By Kathy Sterry
When my great-grandfather, SAMUEL Sterry, was born on the 26 September 1848, Queen Victoria had been on the throne for 11 years and was onto her third prime minister, Lord John Russell. The Corn Laws had been repealed two years previously and the following year the Hungarian War for Independence was to fail.
I first heard of him from his posthumous daughter-in-law, my grandmother. She told me that he had come from the Forest of Dean and had died very young. His son, her husband, had come from her own area of Dewsbury in West Yorkshire.
SAMUEL was born into a village close to the Forest of Dean which until very recently had been extra-parochial. This meant that those religious groups which did penetrate into the Forest had absorbed a large proportion of the inhabitants into their followers. The Church of England clergy concentrated on their own parishioners. Samuel's two elder brothers, Thomas and Emanuel had both been baptised, but Samuel and his younger siblings were apparently not baptised, certainly not in the Parish church of Longhope.

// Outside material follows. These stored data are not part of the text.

// crates/tenant-policy-store-sqlite/src/lib.rs
// ============================================================================
// Module: SQLite Property Store
// Description: Durable PropertyStore backend using SQLite WAL.
// Purpose: Persist tenant properties and configurations across restarts.
// Dependencies: tenant-policy-core, rusqlite
// ============================================================================

//! ## Overview
//! This crate provides a SQLite-backed [`tenant_policy_core::PropertyStore`]
//! implementation. Each row carries a digest of its value; reads verify the
//! digest and fail closed on mismatch.

// ============================================================================
// SECTION: Modules
// ============================================================================

pub mod store;

// ============================================================================
// SECTION: Re-Exports
// ============================================================================

pub use store::MAX_VALUE_BYTES;
pub use store::SqlitePropertyStore;
pub use store::SqliteStoreConfig;
pub use store::SqliteStoreError;
pub use store::SqliteStoreMode;
pub use store::SqliteSyncMode;
// crates/tenant-policy-cli/src/lib.rs
// ============================================================================
// Module: Tenant Policy CLI Library
// Description: Shared helpers for the tenant policy command-line interface.
// Purpose: Provide the message catalog for the CLI binary and tests.
// Dependencies: Standard library.
// ============================================================================

//! ## Overview
//! This library module houses the CLI message catalog. The binary entry point
//! (`src/main.rs`) routes every user-facing string through [`t!`] so output
//! stays consistent across commands.

// ============================================================================
// SECTION: Modules
// ============================================================================

/// Message catalog and formatting helpers.
pub mod i18n;
// crates/tenant-policy-service/src/audit.rs
// ============================================================================
// Module: Configuration Audit Logging
// Description: Structured audit events for configuration updates.
// Purpose: Record every update outcome as one JSON line.
// Dependencies: tenant-policy-core, serde, serde_json
// ============================================================================

//! ## Overview
//! Each configuration update, accepted or not, produces one
//! [`ConfigAuditEvent`]. Sinks render events as JSON lines to stderr or an
//! append-only file; the no-op sink discards them. Raw values are never
//! recorded, only the key and the outcome.

// ============================================================================
// SECTION: Imports
// ============================================================================

use std::fs::OpenOptions;
use std::io;
use std::io::Write;
use std::path::Path;
use std::sync::Mutex;
use std::time::SystemTime;
use std::time::UNIX_EPOCH;

use serde::Serialize;
use tenant_policy_core::TenantConfigError;
use tenant_policy_core::TenantId;

// ============================================================================
// SECTION: Types
// ============================================================================

/// Outcome classification for an update.
#[derive(Debug, Clone, Copy, PartialEq, Eq, Serialize)]
#[serde(rename_all = "snake_case")]
pub enum ConfigAuditOutcome {
    /// The value was persisted.
    Accepted,
    /// The caller was rejected by a gate or by validation.
    Rejected,
    /// The directory or the store failed.
    Failed,
}

impl ConfigAuditOutcome {
    /// Classifies a core error.
    #[must_use]
    pub const fn for_error(error: &TenantConfigError) -> Self {
        if error.is_caller_error() { Self::Rejected } else { Self::Failed }
    }
}

/// Configuration update audit payload.
#[derive(Debug, Clone, PartialEq, Eq, Serialize)]
pub struct ConfigAuditEvent {
    /// Event identifier.
    pub event: &'static str,
    /// Event timestamp (milliseconds since epoch).
    pub timestamp_ms: u128,
    /// Tenant the update was applied to.
    pub tenant_id: TenantId,
    /// Caller subject.
    pub principal: String,
    /// Property key being updated.
    pub key: String,
    /// Update outcome.
    pub outcome: ConfigAuditOutcome,
    /// Stable error label when the update did not succeed.
    pub error_kind: Option<&'static str>,
    /// Error detail when the update did not succeed.
    pub detail: Option<String>,
}

/// Inputs for constructing a configuration audit event.
pub struct ConfigAuditEventParams {
    /// Tenant the update was applied to.
    pub tenant_id: TenantId,
    /// Caller subject.
    pub principal: String,
    /// Property key being updated.
    pub key: String,
    /// Update outcome.
    pub outcome: ConfigAuditOutcome,
    /// Stable error label when the update did not succeed.
    pub error_kind: Option<&'static str>,
    /// Error detail when the update did not succeed.
    pub detail: Option<String>,
}

impl ConfigAuditEventParams {
    /// Builds parameters for an accepted update.
    #[must_use]
    pub fn accepted(tenant_id: TenantId, principal: &str, key: &str) -> Self {
        Self {
            tenant_id,
            principal: principal.to_string(),
            key: key.to_string(),
            outcome: ConfigAuditOutcome::Accepted,
            error_kind: None,
            detail: None,
        }
    }

    /// Builds parameters for an update that returned `error`.
    #[must_use]
    pub fn from_error(
        tenant_id: TenantId,
        principal: &str,
        key: &str,
        error: &TenantConfigError,
    ) -> Self {
        Self {
            tenant_id,
            principal: principal.to_string(),
            key: key.to_string(),
            outcome: ConfigAuditOutcome::for_error(error),
            error_kind: Some(error.kind()),
            detail: Some(error.to_string()),
        }
    }
}

impl ConfigAuditEvent {
    /// Creates a configuration update audit event.
    #[must_use]
    pub fn new(params: ConfigAuditEventParams) -> Self {
        let timestamp_ms =
            SystemTime::now().duration_since(UNIX_EPOCH).unwrap_or_default().as_millis();
        Self {
            event: "config_update",
            timestamp_ms,
            tenant_id: params.tenant_id,
            principal: params.principal,
            key: params.key,
            outcome: params.outcome,
            error_kind: params.error_kind,
            detail: params.detail,
        }
    }
}

// ============================================================================
// SECTION: Trait
// ============================================================================

/// Audit sink for configuration update events.
pub trait ConfigAuditSink: Send + Sync {
    /// Record an audit event.
    fn record(&self, event: &ConfigAuditEvent);
}

/// Audit sink that logs JSON lines to stderr.
pub struct ConfigStderrAuditSink;

impl ConfigAuditSink for ConfigStderrAuditSink {
    fn record(&self, event: &ConfigAuditEvent) {
        if let Ok(payload) = serde_json::to_string(event) {
            let _ = writeln!(std::io::stderr(), "{payload}");
        }
    }
}

/// Audit sink that logs JSON lines to a file.
pub struct ConfigFileAuditSink {
    /// File handle used for append-only logging.
    file: Mutex<std::fs::File>,
}

impl ConfigFileAuditSink {
    /// Opens the audit log file in append mode.
    ///
    /// # Errors
    ///
    /// Returns an error if the file cannot be opened.
    pub fn new(path: &Path) -> io::Result<Self> {
        let file = OpenOptions::new().create(true).append(true).open(path)?;
        Ok(Self {
            file: Mutex::new(file),
        })
    }
}

impl ConfigAuditSink for ConfigFileAuditSink {
    fn record(&self, event: &ConfigAuditEvent) {
        if let Ok(payload) = serde_json::to_string(event)
            && let Ok(mut file) = self.file.lock()
        {
            let _ = writeln!(file, "{payload}");
            let _ = file.flush();
        }
    }
}

/// No-op audit sink.
pub struct ConfigNoopAuditSink;

impl ConfigAuditSink for ConfigNoopAuditSink {
    fn record(&self, _event: &ConfigAuditEvent) {}
}

// ============================================================================
// SECTION: Tests
// ============================================================================

#[cfg(test)]
mod tests {
    #![allow(
        clippy::unwrap_used,
        clippy::expect_used,
        reason = "Test-only assertions are permitted."
    )]

    use std::fs;

    use super::*;

    #[test]
    fn caller_errors_are_rejections() {
        let error = TenantConfigError::UnknownResource("PRD".to_string());
        let params = ConfigAuditEventParams::from_error(TenantId::new(102), "alice", "k", &error);
        assert_eq!(params.outcome, ConfigAuditOutcome::Rejected);
        assert_eq!(params.error_kind, Some("unknown_resource"));
    }

    #[test]
    fn store_errors_are_failures() {
        let error = TenantConfigError::PersistenceFailure("disk".to_string());
        assert_eq!(ConfigAuditOutcome::for_error(&error), ConfigAuditOutcome::Failed);
    }

    #[test]
    fn file_sink_appends_json_lines() {
        let dir = tempfile::TempDir::new().unwrap();
        let path = dir.path().join("audit.jsonl");
        let sink = ConfigFileAuditSink::new(&path).unwrap();
        for key in ["a", "b"] {
            sink.record(&ConfigAuditEvent::new(ConfigAuditEventParams::accepted(
                TenantId::new(101),
                "admin",
                key,
            )));
        }
        let text = fs::read_to_string(&path).unwrap();
        let lines: Vec<&str> = text.lines().collect();
        assert_eq!(lines.len(), 2);
        let first: serde_json::Value = serde_json::from_str(lines[0]).unwrap();
        assert_eq!(first["event"], "config_update");
        assert_eq!(first["tenant_id"], 101);
        assert_eq!(first["outcome"], "accepted");
        assert_eq!(first["key"], "a");
    }
}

A number of parishes around Longhope have been searched but in none have the baptisms of Samuel and his younger siblings been found, as yet. Other branches of the family apparently became Baptists around this time. However the Baptist Church in Longhope at this time no longer exists and its records were destroyed in a fire.
Two of Samuel's brothers married in Baptist Chapels: Emanuel in 1869 married near Ross-on-Wye and Eli in 1883 married in Cheltenham. The family of Emanuel's wife, Elizabeth Smith, were certainly Church of England before the marriage. As they left the area after the 1871 census I do not know if they also became Baptists. Therefore only a small amount of purely circumstantial evidence hints that Thomas and Elizabeth Sterry became Baptists sometime between 1845 and 1848.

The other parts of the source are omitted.